Large-cap funds consist of larger companies that are typically more stable because they have more resources to their advantage. You probably won’t see outlandish growth from large-cap funds because of their size, but they’ve proven more reliable over time. Small-cap funds are on the opposite end of the spectrum. They’re smaller companies with high growth potential, but they’re more prone to volatility and less likely to make it through rough economic times. Mid-cap funds represent the sweet spot: small enough for high growth but large enough to carry less risk.
International funds consist of non-U.S. companies and should be a part of anybody’s portfolio. If you’re only investing in U.S. companies, you’re limiting your return potential and aren’t as diversified as you should probably be. A good rule of thumb is to have around 20% of your portfolio in international stocks.
Handle your own stock reallocations
Adjusting your portfolio risk profile as you age is important in investing. You don’t want to take on too much risk close to retirement in case something goes wrong (like a bear market), and you end up being unable to financially recover. In your younger years, the vast majority (if not all) of your portfolio will be in stocks. As you near retirement, your portfolio will begin to incorporate safer assets like bonds and cash.

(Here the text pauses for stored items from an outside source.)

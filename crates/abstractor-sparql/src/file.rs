//! Local RDF file, parsed into an in-memory store and queried in place.
//!
//! The default graph of every query is the union of all graphs, so quad
//! formats (TriG, N-Quads) are abstracted as a whole.

use std::fs::File;
use std::io::{BufReader, Read};
use std::path::Path;

use abstractor_core::{QueryError, QueryExecutor, Row};
use oxigraph::io::RdfFormat;
use oxigraph::model::Term;
use oxigraph::sparql::{Query, QueryResults};
use oxigraph::store::Store;

pub struct RdfFileSource {
    store: Store,
    location: String,
}

impl std::fmt::Debug for RdfFileSource {
    fn fmt(&self, f: &mut std::fmt::Formatter<'_>) -> std::fmt::Result {
        f.debug_struct("RdfFileSource")
            .field("location", &self.location)
            .finish_non_exhaustive()
    }
}

impl RdfFileSource {
    /// Load `path`; the format comes from `format` or else the file extension.
    pub fn open(path: &Path, format: Option<RdfFormat>) -> Result<Self, QueryError> {
        let format = match format {
            Some(format) => format,
            None => path
                .extension()
                .and_then(|ext| ext.to_str())
                .and_then(RdfFormat::from_extension)
                .ok_or_else(|| {
                    QueryError::Parse(format!(
                        "cannot infer an RDF format from `{}`",
                        path.display()
                    ))
                })?,
        };
        let file = File::open(path)
            .map_err(|e| QueryError::Parse(format!("failed to open {}: {e}", path.display())))?;
        let source = Self::from_reader(BufReader::new(file), format, &path.display().to_string())?;
        tracing::info!(path = %path.display(), format = format.name(), "loaded RDF file");
        Ok(source)
    }

    pub fn from_reader(reader: impl Read, format: RdfFormat, location: &str) -> Result<Self, QueryError> {
        let store = Store::new().map_err(|e| QueryError::Parse(format!("failed to create store: {e}")))?;
        store
            .load_from_reader(format, reader)
            .map_err(|e| QueryError::Parse(format!("failed to parse {location}: {e}")))?;
        Ok(Self {
            store,
            location: location.to_string(),
        })
    }

    pub fn location(&self) -> &str {
        &self.location
    }

    /// Number of loaded quads.
    pub fn len(&self) -> Result<usize, QueryError> {
        self.store
            .len()
            .map_err(|e| QueryError::Parse(e.to_string()))
    }

    pub fn is_empty(&self) -> Result<bool, QueryError> {
        Ok(self.len()? == 0)
    }
}

impl QueryExecutor for RdfFileSource {
    fn execute(&self, query: &str) -> Result<Vec<Row>, QueryError> {
        let mut query = Query::parse(query, None)
            .map_err(|e| QueryError::Transport(format!("malformed query: {e}")))?;
        query.dataset_mut().set_default_graph_as_union();

        let results = self
            .store
            .query(query)
            .map_err(|e| QueryError::Transport(format!("query evaluation failed: {e}")))?;

        match results {
            QueryResults::Solutions(solutions) => {
                let mut rows = Vec::new();
                for solution in solutions {
                    let solution = solution
                        .map_err(|e| QueryError::Transport(format!("query evaluation failed: {e}")))?;
                    let row: Row = solution
                        .iter()
                        .map(|(variable, term)| (variable.as_str().to_string(), lexical(term)))
                        .collect();
                    rows.push(row);
                }
                Ok(rows)
            }
            QueryResults::Boolean(_) | QueryResults::Graph(_) => Err(QueryError::Parse(
                "only SELECT queries are supported".to_string(),
            )),
        }
    }
}

/// The string an endpoint would put in a JSON `value` field.
fn lexical(term: &Term) -> String {
    match term {
        Term::NamedNode(node) => node.as_str().to_string(),
        Term::BlankNode(node) => node.as_str().to_string(),
        Term::Literal(literal) => literal.value().to_string(),
        #[allow(unreachable_patterns)]
        other => other.to_string(),
    }
}
//! Schema facts: the classifier's output and the builder's input.

use serde::{Deserialize, Serialize};

use crate::vocab::{self, XSD_DECIMAL, XSD_STRING};

#[derive(Debug, Clone, Copy, PartialEq, Eq, Hash, Serialize, Deserialize)]
pub enum AttributeKind {
    Numeric,
    Text,
}

impl AttributeKind {
    /// Classify a declared range: XSD numeric datatypes are numeric, anything else is text.
    pub fn from_range(range: &str) -> Self {
        if vocab::is_numeric_datatype(range) {
            AttributeKind::Numeric
        } else {
            AttributeKind::Text
        }
    }

    /// The datatype written as the attribute's range.
    pub fn datatype(self) -> &'static str {
        match self {
            AttributeKind::Numeric => XSD_DECIMAL,
            AttributeKind::Text => XSD_STRING,
        }
    }
}

/// Per-entity flags; first-seen values win.
#[derive(Debug, Clone, Copy, PartialEq, Eq, Serialize, Deserialize)]
pub struct EntityFlags {
    pub start_point: bool,
    pub instances_have_no_labels: bool,
}

impl Default for EntityFlags {
    fn default() -> Self {
        Self {
            start_point: true,
            instances_have_no_labels: true,
        }
    }
}

#[derive(Debug, Clone, PartialEq, Eq, Serialize, Deserialize)]
pub enum SchemaFact {
    Entity {
        id: String,
        label: Option<String>,
        flags: EntityFlags,
    },
    Relation {
        source_id: String,
        target_id: String,
        relation_id: String,
        label: Option<String>,
    },
    Attribute {
        entity_id: String,
        attribute_id: String,
        kind: AttributeKind,
        label: Option<String>,
        range_id: Option<String>,
        /// Positional marker class, when the source tool annotated one.
        positional: Option<String>,
    },
    /// The entity's instances carry labels: retract its "no instance labels" marker.
    InstanceLabels { entity_id: String },
    Subclass { child_id: String, parent_id: String },
    Category {
        entity_id: String,
        category_id: String,
        label: String,
        value_type_id: String,
        value_id: String,
        value_label: String,
        value_concrete_type_id: String,
    },
    Provenance { source_location: String },
}

impl SchemaFact {
    pub fn entity(id: &str) -> Self {
        SchemaFact::Entity {
            id: id.to_string(),
            label: None,
            flags: EntityFlags::default(),
        }
    }

    pub fn relation(source_id: &str, relation_id: &str, target_id: &str) -> Self {
        SchemaFact::Relation {
            source_id: source_id.to_string(),
            target_id: target_id.to_string(),
            relation_id: relation_id.to_string(),
            label: None,
        }
    }

    pub fn attribute(entity_id: &str, attribute_id: &str, kind: AttributeKind) -> Self {
        SchemaFact::Attribute {
            entity_id: entity_id.to_string(),
            attribute_id: attribute_id.to_string(),
            kind,
            label: None,
            range_id: None,
            positional: None,
        }
    }

    pub fn subclass(child_id: &str, parent_id: &str) -> Self {
        SchemaFact::Subclass {
            child_id: child_id.to_string(),
            parent_id: parent_id.to_string(),
        }
    }

    /// Ingestion phase: facts that depend on entities sort after them.
    pub(crate) fn phase(&self) -> u8 {
        match self {
            SchemaFact::Entity { .. } => 0,
            SchemaFact::Relation { .. } => 1,
            SchemaFact::Attribute { .. } => 2,
            SchemaFact::Category { .. } => 3,
            SchemaFact::InstanceLabels { .. } => 4,
            SchemaFact::Subclass { .. } => 5,
            SchemaFact::Provenance { .. } => 6,
        }
    }

    pub fn kind_name(&self) -> &'static str {
        match self {
            SchemaFact::Entity { .. } => "entity",
            SchemaFact::Relation { .. } => "relation",
            SchemaFact::Attribute { .. } => "attribute",
            SchemaFact::InstanceLabels { .. } => "instance_labels",
            SchemaFact::Subclass { .. } => "subclass",
            SchemaFact::Category { .. } => "category",
            SchemaFact::Provenance { .. } => "provenance",
        }
    }
}
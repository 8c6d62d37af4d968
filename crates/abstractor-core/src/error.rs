use serde::Serialize;

/// Failure of the query-execution collaborator.
#[derive(Debug, Clone, PartialEq, Eq, thiserror::Error)]
pub enum QueryError {
    /// Network, authentication or endpoint-side failure.
    #[error("transport error: {0}")]
    Transport(String),
    /// The response (or the source file) could not be turned into rows.
    #[error("parse error: {0}")]
    Parse(String),
}

/// A row missing a column the classifier needs. Recovered by dropping the row.
#[derive(Debug, Clone, PartialEq, Eq, Serialize, thiserror::Error)]
#[error("{query} row {row}: missing field `{field}`")]
pub struct RowShapeError {
    pub query: String,
    pub row: usize,
    pub field: String,
}

#[derive(Debug, thiserror::Error)]
pub enum AbstractionError {
    /// A required query failed outright; the run is aborted.
    #[error("query `{query}` failed: {source}")]
    Query {
        query: String,
        #[source]
        source: QueryError,
    },
}
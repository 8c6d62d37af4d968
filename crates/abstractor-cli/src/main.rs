//! Abstractor CLI
//!
//! Infers an AskOmics abstraction (entities, relations, attributes,
//! categories and their provenance) from:
//! - a remote SPARQL endpoint, or
//! - a local RDF file (Turtle, N-Triples, N-Quads, TriG, RDF/XML, N3)
//!
//! and writes it as Turtle or N-Triples.

use std::fs;
use std::path::Path;

use abstractor_core::{abstract_schema, to_ntriples, to_turtle, Abstraction, RowShapeError, RunStats};
use abstractor_sparql::open_source;
use anyhow::{Context, Result};
use clap::Parser;
use colored::Colorize;
use serde::Serialize;
use tracing_subscriber::layer::SubscriberExt;
use tracing_subscriber::util::SubscriberInitExt;

mod config;

use config::{Cli, OutputFormat, RunConfig};

fn init_logging(verbose: u8) {
    let default = match verbose {
        0 => "info",
        1 => "debug",
        _ => "trace",
    };
    tracing_subscriber::registry()
        .with(tracing_subscriber::EnvFilter::new(
            std::env::var("RUST_LOG").unwrap_or_else(|_| default.into()),
        ))
        .with(tracing_subscriber::fmt::layer().with_writer(std::io::stderr))
        .init();
}

#[derive(Serialize)]
struct RunReport<'a> {
    source: &'a str,
    strategy: &'a str,
    stats: RunStats,
    skipped: &'a [RowShapeError],
}

fn write_report(path: &Path, config: &RunConfig, abstraction: &Abstraction) -> Result<()> {
    let report = RunReport {
        source: &config.location,
        strategy: config.strategy.name(),
        stats: abstraction.stats,
        skipped: &abstraction.diagnostics,
    };
    let json = serde_json::to_string_pretty(&report)?;
    fs::write(path, json).with_context(|| format!("failed to write report {}", path.display()))?;
    tracing::info!(path = %path.display(), "run report written");
    Ok(())
}

fn main() -> Result<()> {
    let cli = Cli::parse();
    init_logging(cli.verbose);
    let config = RunConfig::resolve(cli, |key| std::env::var(key).ok())?;

    let source = open_source(&config.location, config.format, &config.options)
        .with_context(|| format!("failed to open source {}", config.location))?;
    tracing::debug!(source = %config.location, strategy = config.strategy.name(), "source opened");
    let abstraction = abstract_schema(
        source.as_ref(),
        &config.vocabulary,
        &config.strategy,
        &config.location,
    )?;

    let rendered = match config.output_format {
        OutputFormat::Turtle => to_turtle(&abstraction.graph, &config.vocabulary),
        OutputFormat::Ntriples => to_ntriples(&abstraction.graph),
    };
    match &config.output {
        Some(path) => {
            fs::write(path, rendered).with_context(|| format!("failed to write {}", path.display()))?;
            tracing::info!(path = %path.display(), format = ?config.output_format, "abstraction written");
            eprintln!("{} {}", "wrote".green().bold(), path.display().to_string().bold());
        }
        None => print!("{rendered}"),
    }

    if let Some(path) = &config.report {
        write_report(path, &config, &abstraction)?;
        eprintln!("{} {}", "wrote".green().bold(), path.display().to_string().bold());
    }

    let stats = abstraction.stats;
    eprintln!(
        "{} {} entities, {} triples ({} queries, {} rows)",
        "ok".green().bold(),
        stats.entities,
        stats.triples,
        stats.queries,
        stats.rows
    );
    if stats.skipped_rows > 0 {
        eprintln!(
            "{} {} rows skipped for missing fields (see log)",
            "warning".yellow().bold(),
            stats.skipped_rows
        );
    }
    Ok(())
}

Fortunately, you don’t have to pay high fees to have target-date funds to reallocate for you; you can do it yourself. For someone in their 20s or 30s, you can take on more risk, so your allocations might be 80% to 90% in stocks with an allocation such as:
- Large-cap: 50%
- Mid-cap: 15%
- Small-cap: 15%
- International: 20%
If you’re in your 40s, you still have around two decades before retirement, so you don’t have to become too conservative just yet. Your allocations may be 30% to 40% bonds with the remaining allocation of stocks broken down as:
- Large-cap: 60%
- Mid-cap: 10%
- Small-cap: 10%
- International: 20%
As you enter your 50s and your final decade or so before retirement, you want your large-cap stocks to lead the way. You still want to grow your money, but you also want stocks that are typically more stable and can help with at least preserving what you’ve made up to that point. Your portfolio may be 40% to 50% bonds, 10% cash, and the rest split up among:
- Large-cap: 70%
- Mid-cap: 5%
- Small-cap: 5%
- International: 20%
There is no one-size-fits-all approach when it comes to your allocations. You can start with these baselines, but adjusting them depending on your personal situation and risk tolerance is important. You can be in your 30s and decide you’re risk-averse and prefer much less exposure to small-cap stocks, or you can be in your 50s and be comfortable with more high-risk, high-reward stocks in your portfolio.
Whatever the case, do what makes you feel comfortable. By taking just a few minutes every year or so to adjust your allocations, you can potentially save yourself thousands over time.